As I described yesterday, we spend time with every normal camper in either Friendship Games or Man Cave. We also meet with our Senior Campers (those who just finished 9th, 10thand 11thgrade) at least 5 times during the session. Today was our day to meet with them.

During the meeting with the oldest group (the 11thgraders), Susie Ma’am and I asked them what they had learned in the program. I was so impressed with their responses. I thought I would share them with you.

“When I got back to school, I found that I was taking on leadership roles on a regular basis. Frankly, I was not pursuing them as much as they seemed to find me. It took me a while to realize that I had learned a LOT about leading and that I carried myself in a way that communicated that I am confident and capable. It has been really fun.”

“I think the most important message for me was to intentionally choose to be positive. I was a negative person. Or, at least, I found it comfortable to be negative rather than encouraging or positive. It felt more comfortable being cynical.

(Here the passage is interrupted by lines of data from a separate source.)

//! Data models for Gather

mod dish;
mod event;
mod guest;
mod projection;
mod role;
mod vote;

pub use dish::*;
pub use event::*;
pub use guest::*;
pub use projection::*;
pub use role::*;
pub use vote::*;
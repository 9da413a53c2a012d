//! Dish model - one claimable item on a potluck board

use std::fmt;
use std::str::FromStr;

use chrono::{DateTime, Utc};
use serde::{Deserialize, Serialize};
use uuid::Uuid;

use crate::error::Error;

#[derive(Debug, Clone, Copy, PartialEq, Eq, Hash, Default, Serialize, Deserialize)]
#[serde(rename_all = "lowercase")]
pub enum DishStatus {
    #[default]
    Open,
    Claimed,
    Prepping,
    Ready,
    Dropped,
}

impl DishStatus {
    pub fn as_str(self) -> &'static str {
        match self {
            DishStatus::Open => "open",
            DishStatus::Claimed => "claimed",
            DishStatus::Prepping => "prepping",
            DishStatus::Ready => "ready",
            DishStatus::Dropped => "dropped",
        }
    }
}

impl fmt::Display for DishStatus {
    fn fmt(&self, f: &mut fmt::Formatter<'_>) -> fmt::Result {
        f.write_str(self.as_str())
    }
}

impl FromStr for DishStatus {
    type Err = Error;

    fn from_str(s: &str) -> Result<Self, Self::Err> {
        match s {
            "open" => Ok(DishStatus::Open),
            "claimed" => Ok(DishStatus::Claimed),
            "prepping" => Ok(DishStatus::Prepping),
            "ready" => Ok(DishStatus::Ready),
            "dropped" => Ok(DishStatus::Dropped),
            _ => Err(Error::Validation(format!("unknown dish status '{s}'"))),
        }
    }
}

/// A dish on the potluck board
#[derive(Debug, Clone, PartialEq, Serialize, Deserialize)]
pub struct Dish {
    pub id: Uuid,
    pub event_id: Uuid,
    pub category: String,
    pub name: String,
    pub recipe_id: Option<String>,
    pub assigned_to: Option<Uuid>,
    pub assigned_name: Option<String>,
    pub status: DishStatus,
    pub created_at: DateTime<Utc>,
}

impl Dish {
    pub fn new(event_id: Uuid, category: String, name: String) -> Self {
        Self {
            id: Uuid::new_v4(),
            event_id,
            category,
            name,
            recipe_id: None,
            assigned_to: None,
            assigned_name: None,
            status: DishStatus::Open,
            created_at: Utc::now(),
        }
    }

    pub fn with_recipe(mut self, recipe_id: String) -> Self {
        self.recipe_id = Some(recipe_id);
        self
    }

    pub fn is_open(&self) -> bool {
        self.status == DishStatus::Open
    }

    pub fn is_assigned_to(&self, user_id: Uuid) -> bool {
        self.assigned_to == Some(user_id)
    }

    /// Assignee columns and status, written together on claim/unclaim
    pub fn assignment(&self) -> DishAssignment {
        DishAssignment {
            assigned_to: self.assigned_to,
            assigned_name: self.assigned_name.clone(),
            status: self.status,
        }
    }
}

/// The row patch written when a dish changes hands
#[derive(Debug, Clone, PartialEq, Eq)]
pub struct DishAssignment {
    pub assigned_to: Option<Uuid>,
    pub assigned_name: Option<String>,
    pub status: DishStatus,
}

impl DishAssignment {
    pub fn claimed_by(user_id: Uuid, name: String) -> Self {
        Self {
            assigned_to: Some(user_id),
            assigned_name: Some(name),
            status: DishStatus::Claimed,
        }
    }

    pub fn open() -> Self {
        Self {
            assigned_to: None,
            assigned_name: None,
            status: DishStatus::Open,
        }
    }

    pub fn apply_to(&self, dish: &mut Dish) {
        dish.assigned_to = self.assigned_to;
        dish.assigned_name = self.assigned_name.clone();
        dish.status = self.status;
    }
}
//! Menu voting, tally lock and the decider bypass

use std::collections::BTreeMap;

use chrono::Utc;
use serde_json::json;
use tracing::{info, instrument};
use uuid::Uuid;

use super::EventSession;
use crate::error::{Error, Result};
use crate::lifecycle::{check_transition, has_reached};
use crate::models::{EventStatus, Vote};
use crate::storage::Storage;
use crate::tally::{override_winners, tally, TallyResult};

const LOCK_MESSAGE: &str = "Voting is closed. The menu is locked in!";

impl<S: Storage> EventSession<'_, S> {
    /// Cast a vote; repeat votes are kept and all count
    pub fn cast_vote(&mut self, category: &str, value: &str) -> Result<Uuid> {
        self.require_open_voting("vote")?;
        let (category, value) = (category.trim(), value.trim());
        if category.is_empty() || value.is_empty() {
            return Err(Error::Validation("vote needs a category and a value".into()));
        }

        let vote = Vote::new(
            self.active_ref()?.event_id(),
            self.actor.id,
            self.actor.name.clone(),
            category.to_string(),
            value.to_string(),
        );
        self.store.create_vote(&vote)?;

        let vote_id = vote.id;
        self.active_mut()?.votes.push(vote);
        Ok(vote_id)
    }

    /// Tally the votes cast so far, store the result and lock the event
    #[instrument(skip(self), fields(actor = %self.actor.name))]
    pub fn lock_voting(&mut self) -> Result<TallyResult> {
        self.require_open_voting("lock voting")?;
        let projection = self.active_ref()?;
        let (event_type, status) = projection.key();
        check_transition(event_type, status, EventStatus::Locked)?;

        let result = tally(&projection.votes);
        let menu = json!({ "votes": result });
        self.write_menu(menu)?;

        info!(categories = result.len(), "Voting locked");
        self.collaborators.notify(LOCK_MESSAGE);
        Ok(result)
    }

    /// Store a decider's payload verbatim and lock, without tallying
    #[instrument(skip(self, payload), fields(actor = %self.actor.name))]
    pub fn decide(&mut self, payload: serde_json::Value) -> Result<()> {
        self.require_decider()?;
        self.write_menu(payload)?;
        info!("Menu decided");
        Ok(())
    }

    /// Lock the menu with the decider's per-category picks
    ///
    /// Unpicked categories keep their tally winner; categories with neither
    /// votes nor a pick take the first entry of `defaults`.
    #[instrument(skip(self, picks, defaults), fields(actor = %self.actor.name))]
    pub fn decide_picks(
        &mut self,
        picks: &BTreeMap<String, String>,
        defaults: &BTreeMap<String, Vec<String>>,
    ) -> Result<TallyResult> {
        self.require_decider()?;
        let result = override_winners(picks, &self.active_ref()?.votes, defaults);
        self.write_menu(json!({ "votes": result }))?;
        info!(picks = picks.len(), "Menu decided from picks");
        Ok(result)
    }

    fn require_decider(&self) -> Result<()> {
        let event = &self.active_ref()?.event;
        let allowed = match event.decider_id {
            Some(decider) => decider == self.actor.id || event.is_host(self.actor.id),
            None => event.is_host(self.actor.id),
        };
        if !allowed {
            return Err(Error::PermissionDenied(
                "only the decider or the host can decide".into(),
            ));
        }
        check_transition(event.event_type, event.status, EventStatus::Locked)?;
        Ok(())
    }

    fn write_menu(&mut self, menu: serde_json::Value) -> Result<()> {
        let event_id = self.active_ref()?.event_id();
        let now = Utc::now();
        self.store
            .update_event_menu(event_id, &menu, EventStatus::Locked, now)?;

        let event = &mut self.active_mut()?.event;
        event.menu_selected = Some(menu);
        event.status = EventStatus::Locked;
        event.updated_at = now;
        Ok(())
    }

    fn require_open_voting(&self, action: &str) -> Result<()> {
        let (event_type, status) = self.active_ref()?.key();
        if !event_type.has_voting() {
            return Err(Error::WrongPhase(format!(
                "cannot {action} in a {event_type} event"
            )));
        }
        if has_reached(event_type, status, EventStatus::Locked) {
            return Err(Error::WrongPhase(format!(
                "cannot {action} once the event is {status}"
            )));
        }
        Ok(())
    }
}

But I decided to try some of the things you talked about – power poses, looking for things to be grateful for, even smiling when I really did not feel like it.

I found that I was getting more positive. I then noticed that the people around me were also more positive. I think this happened for two reasons. First, I think the people around me fed off my efforts to be more optimistic. But I also think that some of my most negative friends simply spent less time with me.

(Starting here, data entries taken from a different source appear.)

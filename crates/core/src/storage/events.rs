//! Event storage operations

use chrono::{DateTime, Utc};
use rusqlite::{params, Connection, Row};
use tracing::instrument;
use uuid::Uuid;

use super::parse::{
    parse_datetime, parse_enum, parse_json_opt, parse_string_list, parse_uuid, parse_uuid_opt,
    string_list_to_sql, OptionalExt,
};
use crate::error::{Error, Result};
use crate::models::{EventStatus, SocialEvent};

const EVENT_COLUMNS: &str = "e.id, e.host_id, e.host_name, e.event_type, e.title, e.date_time, e.location,
     e.expected_guests, e.dietary_requirements, e.vibe, e.decider_id, e.menu_selected, e.status,
     e.created_at, e.updated_at";

fn event_from_row(row: &Row<'_>) -> rusqlite::Result<SocialEvent> {
    Ok(SocialEvent {
        id: parse_uuid(&row.get::<_, String>(0)?)?,
        host_id: parse_uuid(&row.get::<_, String>(1)?)?,
        host_name: row.get(2)?,
        event_type: parse_enum(&row.get::<_, String>(3)?)?,
        title: row.get(4)?,
        date_time: parse_datetime(&row.get::<_, String>(5)?)?,
        location: row.get(6)?,
        expected_guests: row.get(7)?,
        dietary_requirements: parse_string_list(&row.get::<_, String>(8)?)?,
        vibe: row.get(9)?,
        decider_id: parse_uuid_opt(row.get::<_, Option<String>>(10)?)?,
        menu_selected: parse_json_opt(row.get::<_, Option<String>>(11)?)?,
        status: parse_enum(&row.get::<_, String>(12)?)?,
        created_at: parse_datetime(&row.get::<_, String>(13)?)?,
        updated_at: parse_datetime(&row.get::<_, String>(14)?)?,
    })
}

pub struct EventStore<'a> {
    conn: &'a Connection,
}

impl<'a> EventStore<'a> {
    pub fn new(conn: &'a Connection) -> Self {
        Self { conn }
    }

    /// Create a new event
    #[instrument(skip(self, event), fields(event_id = %event.id, event_type = %event.event_type))]
    pub fn create(&self, event: &SocialEvent) -> Result<()> {
        let menu = event
            .menu_selected
            .as_ref()
            .map(serde_json::to_string)
            .transpose()?;

        self.conn.execute(
            "INSERT INTO events (id, host_id, host_name, event_type, title, date_time, location,
                expected_guests, dietary_requirements, vibe, decider_id, menu_selected, status,
                created_at, updated_at)
             VALUES (?1, ?2, ?3, ?4, ?5, ?6, ?7, ?8, ?9, ?10, ?11, ?12, ?13, ?14, ?15)",
            params![
                event.id.to_string(),
                event.host_id.to_string(),
                event.host_name,
                event.event_type.as_str(),
                event.title,
                event.date_time.to_rfc3339(),
                event.location,
                event.expected_guests,
                string_list_to_sql(&event.dietary_requirements)?,
                event.vibe,
                event.decider_id.map(|d| d.to_string()),
                menu,
                event.status.as_str(),
                event.created_at.to_rfc3339(),
                event.updated_at.to_rfc3339(),
            ],
        )?;
        Ok(())
    }

    /// Find event by ID
    #[instrument(skip(self))]
    pub fn find_by_id(&self, id: Uuid) -> Result<Option<SocialEvent>> {
        let sql = format!("SELECT {EVENT_COLUMNS} FROM events e WHERE e.id = ?1");
        let mut stmt = self.conn.prepare(&sql)?;
        let event = stmt
            .query_row(params![id.to_string()], event_from_row)
            .optional()?;
        Ok(event)
    }

    /// Write a new status
    #[instrument(skip(self))]
    pub fn update_status(
        &self,
        event_id: Uuid,
        status: EventStatus,
        at: DateTime<Utc>,
    ) -> Result<()> {
        let changed = self.conn.execute(
            "UPDATE events SET status = ?1, updated_at = ?2 WHERE id = ?3",
            params![status.as_str(), at.to_rfc3339(), event_id.to_string()],
        )?;
        expect_row(changed, event_id)
    }

    /// Write the selected menu together with the status it locks in
    #[instrument(skip(self, menu))]
    pub fn update_menu(
        &self,
        event_id: Uuid,
        menu: &serde_json::Value,
        status: EventStatus,
        at: DateTime<Utc>,
    ) -> Result<()> {
        let changed = self.conn.execute(
            "UPDATE events SET menu_selected = ?1, status = ?2, updated_at = ?3 WHERE id = ?4",
            params![
                serde_json::to_string(menu)?,
                status.as_str(),
                at.to_rfc3339(),
                event_id.to_string()
            ],
        )?;
        expect_row(changed, event_id)
    }

    /// Set or clear the delegated decider
    #[instrument(skip(self))]
    pub fn update_decider(
        &self,
        event_id: Uuid,
        decider_id: Option<Uuid>,
        at: DateTime<Utc>,
    ) -> Result<()> {
        let changed = self.conn.execute(
            "UPDATE events SET decider_id = ?1, updated_at = ?2 WHERE id = ?3",
            params![
                decider_id.map(|d| d.to_string()),
                at.to_rfc3339(),
                event_id.to_string()
            ],
        )?;
        expect_row(changed, event_id)
    }

    /// Events hosted by a user, soonest first
    #[instrument(skip(self))]
    pub fn list_for_host(&self, host_id: Uuid) -> Result<Vec<SocialEvent>> {
        let sql = format!(
            "SELECT {EVENT_COLUMNS} FROM events e WHERE e.host_id = ?1 ORDER BY e.date_time"
        );
        let mut stmt = self.conn.prepare(&sql)?;
        let events = stmt
            .query_map(params![host_id.to_string()], event_from_row)?
            .collect::<std::result::Result<Vec<_>, _>>()?;
        Ok(events)
    }

    /// Events a user is a linked guest of, soonest first
    #[instrument(skip(self))]
    pub fn list_for_guest(&self, user_id: Uuid) -> Result<Vec<SocialEvent>> {
        let sql = format!(
            "SELECT DISTINCT {EVENT_COLUMNS} FROM events e
             INNER JOIN guests g ON g.event_id = e.id
             WHERE g.user_id = ?1
             ORDER BY e.date_time"
        );
        let mut stmt = self.conn.prepare(&sql)?;
        let events = stmt
            .query_map(params![user_id.to_string()], event_from_row)?
            .collect::<std::result::Result<Vec<_>, _>>()?;
        Ok(events)
    }
}

fn expect_row(changed: usize, event_id: Uuid) -> Result<()> {
    if changed == 0 {
        return Err(Error::NotFound(format!("event {event_id}")));
    }
    Ok(())
}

Anyway, I see myself differently now.”

“I use power poses before I take tests.”

“I have become more conscious of my technology use. I try to use social media less in general. And, if I have an important topic to discuss, I insist on being face-to-face.”

“I enjoyed when we talked about why parents worry about us. I had found myself annoyed that my parents did not want to treat me like an adult. It was helpful to understand that they did not want to keep me a child, but that I needed to show them that I was mature. Arguing about curfews was not a great way to do that. Instead, we talked about what they expected of me before I went to college. Just having that conversation like an adult helped change the way we saw each other.”

These were the best of the comments, but they shared for a full hour.

I was quite impressed with these young people. We often hear some negative things about this generation, but I left this conversation impressed and excited. If these young people are indicative of their generation, we have some good days ahead of us.

Steve Sir

PS The photo is of the 9th grade guys (cabin 007) after the returned from their retreat at the start of the session.